:: AVAILABLE DATA

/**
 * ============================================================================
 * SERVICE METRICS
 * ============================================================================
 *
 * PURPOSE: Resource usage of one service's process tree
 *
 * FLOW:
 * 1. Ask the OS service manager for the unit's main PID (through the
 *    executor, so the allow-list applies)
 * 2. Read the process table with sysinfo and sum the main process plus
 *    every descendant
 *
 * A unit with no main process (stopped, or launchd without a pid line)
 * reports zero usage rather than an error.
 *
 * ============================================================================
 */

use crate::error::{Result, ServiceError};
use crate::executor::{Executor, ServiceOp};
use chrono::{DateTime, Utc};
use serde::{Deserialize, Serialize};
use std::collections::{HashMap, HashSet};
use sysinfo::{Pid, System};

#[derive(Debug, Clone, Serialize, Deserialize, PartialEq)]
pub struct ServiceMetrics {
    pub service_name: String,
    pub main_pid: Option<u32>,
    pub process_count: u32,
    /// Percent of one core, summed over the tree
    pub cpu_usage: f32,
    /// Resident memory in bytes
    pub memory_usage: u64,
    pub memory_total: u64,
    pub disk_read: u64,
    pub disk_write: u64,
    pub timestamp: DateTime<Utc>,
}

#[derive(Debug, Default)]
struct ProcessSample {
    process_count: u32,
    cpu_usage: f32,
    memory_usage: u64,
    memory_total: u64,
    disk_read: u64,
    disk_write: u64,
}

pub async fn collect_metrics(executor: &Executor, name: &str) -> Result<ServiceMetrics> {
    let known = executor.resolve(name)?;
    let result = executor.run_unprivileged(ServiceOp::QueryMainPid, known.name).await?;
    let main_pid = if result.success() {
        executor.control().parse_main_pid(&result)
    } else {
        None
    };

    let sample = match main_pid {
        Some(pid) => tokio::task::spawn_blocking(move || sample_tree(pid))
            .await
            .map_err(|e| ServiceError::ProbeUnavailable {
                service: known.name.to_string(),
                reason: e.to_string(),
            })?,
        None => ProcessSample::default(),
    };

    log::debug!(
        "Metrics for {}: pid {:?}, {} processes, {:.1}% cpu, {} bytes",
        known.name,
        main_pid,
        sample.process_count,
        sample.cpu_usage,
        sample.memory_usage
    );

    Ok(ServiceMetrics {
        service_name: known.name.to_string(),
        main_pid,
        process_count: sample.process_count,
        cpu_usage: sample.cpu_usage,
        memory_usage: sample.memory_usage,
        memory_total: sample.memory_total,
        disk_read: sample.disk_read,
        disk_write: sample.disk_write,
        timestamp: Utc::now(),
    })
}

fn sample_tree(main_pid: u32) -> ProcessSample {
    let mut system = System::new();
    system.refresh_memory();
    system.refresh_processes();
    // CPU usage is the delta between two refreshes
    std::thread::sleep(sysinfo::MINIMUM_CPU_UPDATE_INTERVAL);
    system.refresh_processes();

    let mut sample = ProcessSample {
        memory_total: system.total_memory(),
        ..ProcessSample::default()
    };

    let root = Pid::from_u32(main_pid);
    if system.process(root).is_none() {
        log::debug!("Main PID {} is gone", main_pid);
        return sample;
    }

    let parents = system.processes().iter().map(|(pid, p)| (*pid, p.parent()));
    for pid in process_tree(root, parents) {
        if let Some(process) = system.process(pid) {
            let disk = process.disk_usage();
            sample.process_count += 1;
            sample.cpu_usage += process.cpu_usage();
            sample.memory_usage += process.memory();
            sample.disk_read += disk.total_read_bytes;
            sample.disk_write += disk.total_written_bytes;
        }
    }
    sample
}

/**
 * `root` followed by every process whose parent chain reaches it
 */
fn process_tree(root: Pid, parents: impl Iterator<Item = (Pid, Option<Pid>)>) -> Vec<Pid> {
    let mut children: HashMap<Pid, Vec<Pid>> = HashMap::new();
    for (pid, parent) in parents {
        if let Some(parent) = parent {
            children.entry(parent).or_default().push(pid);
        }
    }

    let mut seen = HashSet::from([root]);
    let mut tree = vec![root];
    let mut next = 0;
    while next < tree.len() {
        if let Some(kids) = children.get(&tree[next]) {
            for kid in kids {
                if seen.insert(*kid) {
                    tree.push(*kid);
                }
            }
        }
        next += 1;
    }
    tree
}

::::
:: AVAILABLE DATA

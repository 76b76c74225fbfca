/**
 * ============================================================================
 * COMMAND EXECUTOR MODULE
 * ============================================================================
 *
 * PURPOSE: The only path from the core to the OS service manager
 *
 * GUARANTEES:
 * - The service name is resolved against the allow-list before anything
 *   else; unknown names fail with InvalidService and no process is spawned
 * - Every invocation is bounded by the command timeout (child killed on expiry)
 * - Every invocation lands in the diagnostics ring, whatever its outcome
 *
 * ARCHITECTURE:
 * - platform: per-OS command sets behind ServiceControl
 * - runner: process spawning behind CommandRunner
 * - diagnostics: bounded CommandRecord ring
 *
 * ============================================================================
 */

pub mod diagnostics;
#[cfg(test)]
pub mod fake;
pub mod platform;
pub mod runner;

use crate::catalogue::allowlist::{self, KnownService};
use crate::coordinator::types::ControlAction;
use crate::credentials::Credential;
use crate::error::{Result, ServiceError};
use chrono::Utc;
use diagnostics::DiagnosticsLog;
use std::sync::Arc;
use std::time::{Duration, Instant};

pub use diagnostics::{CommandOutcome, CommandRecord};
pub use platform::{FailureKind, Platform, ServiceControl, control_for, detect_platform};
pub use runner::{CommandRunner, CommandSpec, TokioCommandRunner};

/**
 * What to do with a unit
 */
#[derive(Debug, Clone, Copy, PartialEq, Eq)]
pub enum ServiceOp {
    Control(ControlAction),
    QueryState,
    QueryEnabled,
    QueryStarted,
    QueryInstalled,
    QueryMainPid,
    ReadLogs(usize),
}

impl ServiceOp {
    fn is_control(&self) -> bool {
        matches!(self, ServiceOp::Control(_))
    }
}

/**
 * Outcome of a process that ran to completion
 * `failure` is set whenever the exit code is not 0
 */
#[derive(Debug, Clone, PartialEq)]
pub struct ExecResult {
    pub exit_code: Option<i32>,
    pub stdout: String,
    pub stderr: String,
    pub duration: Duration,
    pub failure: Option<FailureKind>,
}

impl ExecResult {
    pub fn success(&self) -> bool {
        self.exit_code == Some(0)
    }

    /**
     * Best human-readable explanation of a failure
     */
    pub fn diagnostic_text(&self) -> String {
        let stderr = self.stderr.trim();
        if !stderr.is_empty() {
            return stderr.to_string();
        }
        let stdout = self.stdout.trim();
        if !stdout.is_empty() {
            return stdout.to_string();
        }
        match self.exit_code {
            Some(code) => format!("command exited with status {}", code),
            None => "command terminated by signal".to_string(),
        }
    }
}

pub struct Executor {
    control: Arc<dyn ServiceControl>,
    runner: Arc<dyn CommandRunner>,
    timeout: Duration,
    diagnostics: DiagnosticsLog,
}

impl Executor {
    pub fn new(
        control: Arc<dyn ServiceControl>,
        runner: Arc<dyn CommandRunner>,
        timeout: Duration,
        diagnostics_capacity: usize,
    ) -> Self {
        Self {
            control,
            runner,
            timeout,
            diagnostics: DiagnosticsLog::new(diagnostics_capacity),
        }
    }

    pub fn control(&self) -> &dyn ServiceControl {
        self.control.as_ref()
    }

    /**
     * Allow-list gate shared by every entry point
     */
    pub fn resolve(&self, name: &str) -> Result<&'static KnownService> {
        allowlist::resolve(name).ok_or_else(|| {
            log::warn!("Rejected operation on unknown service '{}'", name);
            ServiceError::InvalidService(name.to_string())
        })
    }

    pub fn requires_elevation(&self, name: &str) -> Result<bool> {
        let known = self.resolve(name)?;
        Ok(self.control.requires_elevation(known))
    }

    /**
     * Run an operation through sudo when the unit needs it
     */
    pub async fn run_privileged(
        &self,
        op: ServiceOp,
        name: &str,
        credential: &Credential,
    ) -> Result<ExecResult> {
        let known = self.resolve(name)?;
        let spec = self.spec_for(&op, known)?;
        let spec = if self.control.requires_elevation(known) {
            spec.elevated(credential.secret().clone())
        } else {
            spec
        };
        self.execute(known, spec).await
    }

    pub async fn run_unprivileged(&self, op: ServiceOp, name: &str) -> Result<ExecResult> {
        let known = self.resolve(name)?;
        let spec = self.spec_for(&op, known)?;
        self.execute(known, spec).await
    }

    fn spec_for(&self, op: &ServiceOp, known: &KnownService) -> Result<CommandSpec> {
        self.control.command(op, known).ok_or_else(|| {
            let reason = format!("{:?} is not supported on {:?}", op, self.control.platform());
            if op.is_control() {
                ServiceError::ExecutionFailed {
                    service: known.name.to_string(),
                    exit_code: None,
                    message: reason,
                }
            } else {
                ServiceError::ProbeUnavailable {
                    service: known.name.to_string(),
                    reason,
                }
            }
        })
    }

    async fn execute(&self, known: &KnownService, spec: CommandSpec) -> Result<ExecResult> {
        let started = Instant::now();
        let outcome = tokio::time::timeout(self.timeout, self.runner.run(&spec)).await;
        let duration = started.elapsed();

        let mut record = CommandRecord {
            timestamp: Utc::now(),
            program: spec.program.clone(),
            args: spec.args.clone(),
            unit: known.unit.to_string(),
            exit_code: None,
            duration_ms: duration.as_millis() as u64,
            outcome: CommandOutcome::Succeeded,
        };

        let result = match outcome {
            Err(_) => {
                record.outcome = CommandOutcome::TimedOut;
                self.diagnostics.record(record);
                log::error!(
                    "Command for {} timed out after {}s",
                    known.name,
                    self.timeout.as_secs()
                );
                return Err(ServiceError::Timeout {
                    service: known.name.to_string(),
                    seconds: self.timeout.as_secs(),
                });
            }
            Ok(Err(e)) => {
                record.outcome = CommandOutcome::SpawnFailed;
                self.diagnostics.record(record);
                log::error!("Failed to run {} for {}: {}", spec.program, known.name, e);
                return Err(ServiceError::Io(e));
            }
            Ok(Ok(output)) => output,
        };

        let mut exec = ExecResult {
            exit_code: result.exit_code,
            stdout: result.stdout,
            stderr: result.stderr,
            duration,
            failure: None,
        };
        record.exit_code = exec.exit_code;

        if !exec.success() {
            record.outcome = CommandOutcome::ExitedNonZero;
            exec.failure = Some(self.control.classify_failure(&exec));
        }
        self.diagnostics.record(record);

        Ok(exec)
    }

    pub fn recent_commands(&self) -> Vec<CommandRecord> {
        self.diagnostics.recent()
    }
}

::::

• TASK OBJECTIVE:
Tell how many lines of the data above hold the string "operation". Give only the number.

• TASK OUTPUT:
2